Although the disease is transmitted through contact, the chances of its transmission through the air haven't been completely ruled out. Therefore, health practitioners across the globe are emphasizing social distancing and isolation.

6. Is There Any Treatment Available for COVID-19?

Unfortunately, there is no specific treatment for COVID-19 available currently, and the infected patients are solely at the mercy of supportive care. Antibiotics and other OTC medications have proved to be ineffective against the virus. The possibility of vaccination for the disease is still a beacon of hope in the distant horizon, and none of the countries have come up with a crisp finding on the same.

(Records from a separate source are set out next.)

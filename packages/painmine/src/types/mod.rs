//! Domain types for the mining pipeline.

pub mod cluster;
pub mod config;
pub mod opportunity;
pub mod pain;
pub mod post;
pub mod stats;

pub use cluster::{
    AlignedProblem, AlignmentEvidence, AlignmentStatus, Cluster, ClusterLike,
};
pub use config::{
    AlignConfig, ClusterConfig, DensityParams, EmbedConfig, ExtractorConfig, FetchMethod,
    FilterConfig, MapperConfig, PipelineConfig, PreGateConfig, ScorerConfig, ShortlistConfig,
    SourceConfig, TypeThresholds,
};
pub use opportunity::{Opportunity, ShortlistEntry, ShortlistReport};
pub use pain::{EvidenceSource, PainEvent, PainType};
pub use post::{Comment, FetchedPost, FilterReason, FilteredPost, Post};
pub use stats::{
    AlignStats, ClusterStats, EmbedStats, EmbedVerify, ExtractStats, FetchStats, FilterStats,
    MapStats, RunResults, ScoreStats, ShortlistStats,
};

7. What Is the Incubation Period for the Novel Coronavirus?

A person exposed to the coronavirus may start developing the symptoms within a period of two to fourteen days. In most of the confirmed cases, the symptoms became quite pronounced in 5-6 days. However, there have been some instances of asymptomatic coronavirus infections wherein the patient shows no signs of the disease despite being infected.

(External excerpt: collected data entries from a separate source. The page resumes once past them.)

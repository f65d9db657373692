//! Best-effort recovery of JSON from model output.
//!
//! JSON mode mostly works; when it doesn't, the payload is usually a
//! valid document wrapped in prose or markdown fences. Slicing the
//! outermost braces or brackets recovers it often enough to be the
//! standard degraded path before any templated fallback.

/// Slice the outermost `{...}` from a string, if any.
pub fn slice_object(text: &str) -> Option<&str> {
    let start = text.find('{')?;
    let end = text.rfind('}')?;
    if end > start {
        Some(&text[start..=end])
    } else {
        None
    }
}

/// Slice the outermost `[...]` from a string, if any.
pub fn slice_array(text: &str) -> Option<&str> {
    let start = text.find('[')?;
    let end = text.rfind(']')?;
    if end > start {
        Some(&text[start..=end])
    } else {
        None
    }
}

/// Recover a JSON document from raw model output.
///
/// Returns the content unchanged when it already parses; otherwise
/// tries object then array slicing. When nothing parses, returns the
/// degraded shape `{"error": ..., "raw_content": ...}` so callers can
/// fall through to rule-based output without special-casing.
pub fn recover_json(content: &str) -> String {
    if serde_json::from_str::<serde_json::Value>(content).is_ok() {
        return content.to_string();
    }
    for candidate in [slice_object(content), slice_array(content)]
        .into_iter()
        .flatten()
    {
        if serde_json::from_str::<serde_json::Value>(candidate).is_ok() {
            return candidate.to_string();
        }
    }
    serde_json::json!({
        "error": "unparseable model output",
        "raw_content": content,
    })
    .to_string()
}

#[cfg(test)]
mod tests {
    use super::*;

    #[test]
    fn passes_valid_json_through() {
        let content = r#"{"a": 1}"#;
        assert_eq!(recover_json(content), content);
    }

    #[test]
    fn slices_object_out_of_prose() {
        let content = "Sure! Here is the JSON:\n```json\n{\"a\": 1}\n```\nHope that helps.";
        assert_eq!(recover_json(content), "{\"a\": 1}");
    }

    #[test]
    fn slices_array_out_of_prose() {
        let content = "The alignments are: [{\"id\": \"AP_01\"}] as requested";
        assert_eq!(recover_json(content), "[{\"id\": \"AP_01\"}]");
    }

    #[test]
    fn degrades_to_error_shape() {
        let recovered = recover_json("no json here at all");
        let value: serde_json::Value = serde_json::from_str(&recovered).unwrap();
        assert_eq!(value["error"], "unparseable model output");
        assert_eq!(value["raw_content"], "no json here at all");
    }

    #[test]
    fn nested_braces_keep_outermost_pair() {
        let content = "x {\"outer\": {\"inner\": 2}} y";
        assert_eq!(slice_object(content), Some("{\"outer\": {\"inner\": 2}}"));
    }
}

8. Can Animals Transmit Coronavirus to Humans?

Some viruses from the coronavirus family such as SARS-Cov and SARS-Cov1 that were responsible for the outbreak of the SARS pandemic in 2002-2004 are said to infect humans, bats, and other mammals. However, the possibility of an animal source in the case of COVID-19 is yet unknown.

Whether pets can spread the disease is still questionable despite some instances of the pets of COVID-19 patients being infected. The World Organization for Animal Health has issued technical guidance for topics related to animal health during the quarantine. It is also suggested to avoid trips to live animal markets to prevent contamination.

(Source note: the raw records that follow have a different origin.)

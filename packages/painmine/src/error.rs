//! Typed errors for the mining pipeline.
//!
//! Uses `thiserror` for library errors (not `anyhow`) to provide
//! strongly-typed, composable error handling. Only `Config` and
//! `Storage` errors from bootstrap paths are expected to reach the
//! binary; everything else is absorbed at the stage level and counted
//! in that stage's stats.

use thiserror::Error;

/// Errors that can occur during pipeline operations.
#[derive(Debug, Error)]
pub enum MinerError {
    /// Community source fetch failed
    #[error("source error: {0}")]
    Source(#[from] SourceError),

    /// LLM service unavailable or failed
    #[error("AI service error: {0}")]
    Ai(#[source] Box<dyn std::error::Error + Send + Sync>),

    /// LLM call timed out after all retries
    #[error("AI call timed out after {seconds}s")]
    AiTimeout { seconds: u64 },

    /// Retryable AI failure (rate limit, 5xx)
    #[error("transient AI error: {reason}")]
    AiTransient { reason: String },

    /// LLM returned JSON that could not be recovered
    #[error("unparseable AI response: {reason}")]
    AiResponse { reason: String },

    /// Embedding generation failed
    #[error("embedding error: {0}")]
    Embedding(String),

    /// Storage operation failed
    #[error("storage error: {0}")]
    Storage(#[source] Box<dyn std::error::Error + Send + Sync>),

    /// Referenced row is missing
    #[error("not found: {what}")]
    NotFound { what: String },

    /// JSON (de)serialization error
    #[error("JSON error: {0}")]
    Json(#[from] serde_json::Error),

    /// Configuration error
    #[error("config error: {0}")]
    Config(#[source] Box<dyn std::error::Error + Send + Sync>),
}

/// Errors that can occur while fetching from a community source.
#[derive(Debug, Error)]
pub enum SourceError {
    /// Authentication failed; fatal at startup
    #[error("authentication failed for {source_name}: {reason}")]
    Auth { source_name: String, reason: String },

    /// HTTP request failed
    #[error("HTTP error: {0}")]
    Http(#[source] Box<dyn std::error::Error + Send + Sync>),

    /// Remote returned a rate-limit response
    #[error("rate limited by {source_name}, retry after {retry_after}s")]
    RateLimited { source_name: String, retry_after: u64 },

    /// Request timed out
    #[error("timeout fetching {what}")]
    Timeout { what: String },

    /// Response body did not match the expected shape
    #[error("malformed response from {source_name}: {reason}")]
    Malformed { source_name: String, reason: String },
}

impl MinerError {
    /// Build a storage error from anything displayable.
    pub fn storage(err: impl std::fmt::Display) -> Self {
        Self::Storage(err.to_string().into())
    }

    /// Build a config error from anything displayable.
    pub fn config(err: impl std::fmt::Display) -> Self {
        Self::Config(err.to_string().into())
    }

    /// Whether a retry could plausibly succeed.
    pub fn is_transient(&self) -> bool {
        matches!(
            self,
            Self::AiTimeout { .. }
                | Self::AiTransient { .. }
                | Self::Source(SourceError::RateLimited { .. })
                | Self::Source(SourceError::Timeout { .. })
        )
    }
}

/// Result type alias for pipeline operations.
pub type Result<T> = std::result::Result<T, MinerError>;

/// Result type alias for source operations.
pub type SourceResult<T> = std::result::Result<T, SourceError>;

9. What Is the Life Span of the Novel Coronavirus on Surfaces?

The lifespan of a COVID-19 virus on surfaces is in line with the other viruses of the family. An infected surface may retain the traces of the virus from a few hours up to several days. That said, there are other factors such as surface type, climate (temperature and humidity) that have a massive impact on these stats.

Any rarest possibility of coronavirus contamination should be immediately ruled out by cleaning the exposed surface with the help of a disinfectant or soap water. Steer away from touching your eyes, mouth, and nose in the process.

10. How Can I Protect Myself From COVID-19?

The number of coronavirus cases is quickly soaring worldwide. But, with the help of certain precautions, you can significantly reduce your chances of contracting the disease:

  • If you are staying in one of the high-risk locations that have seen many coronavirus exposure cases, it’s always advised to self-quarantine self at home. This will not just keep you safe but will eventually help in breaking the chain.
  • Clean your hands frequently with an alcohol-based sanitizer or soap water, especially after collecting food items, touching pets, or coming in contact with a surface with the slightest risk of contamination.
  • Avoid gatherings and group movements at all costs.
  • Wear a mask if available or, if nothing else, cover your face with a handkerchief if required to step out.
  • Maintain a distance of 3 feet from everyone, especially those who are showing signs of flu.
  • Avoid public transport as much as possible.

In Closing

It seems like social distancing and maintaining hygiene have proved to be the biggest saviours in the face of the coronavirus pandemic. But we still have a long way to go in winning the fight against this global curse.

In the words of Nobel laureate Michael Levitt, hopefully, the "end is near for the coronavirus pandemic."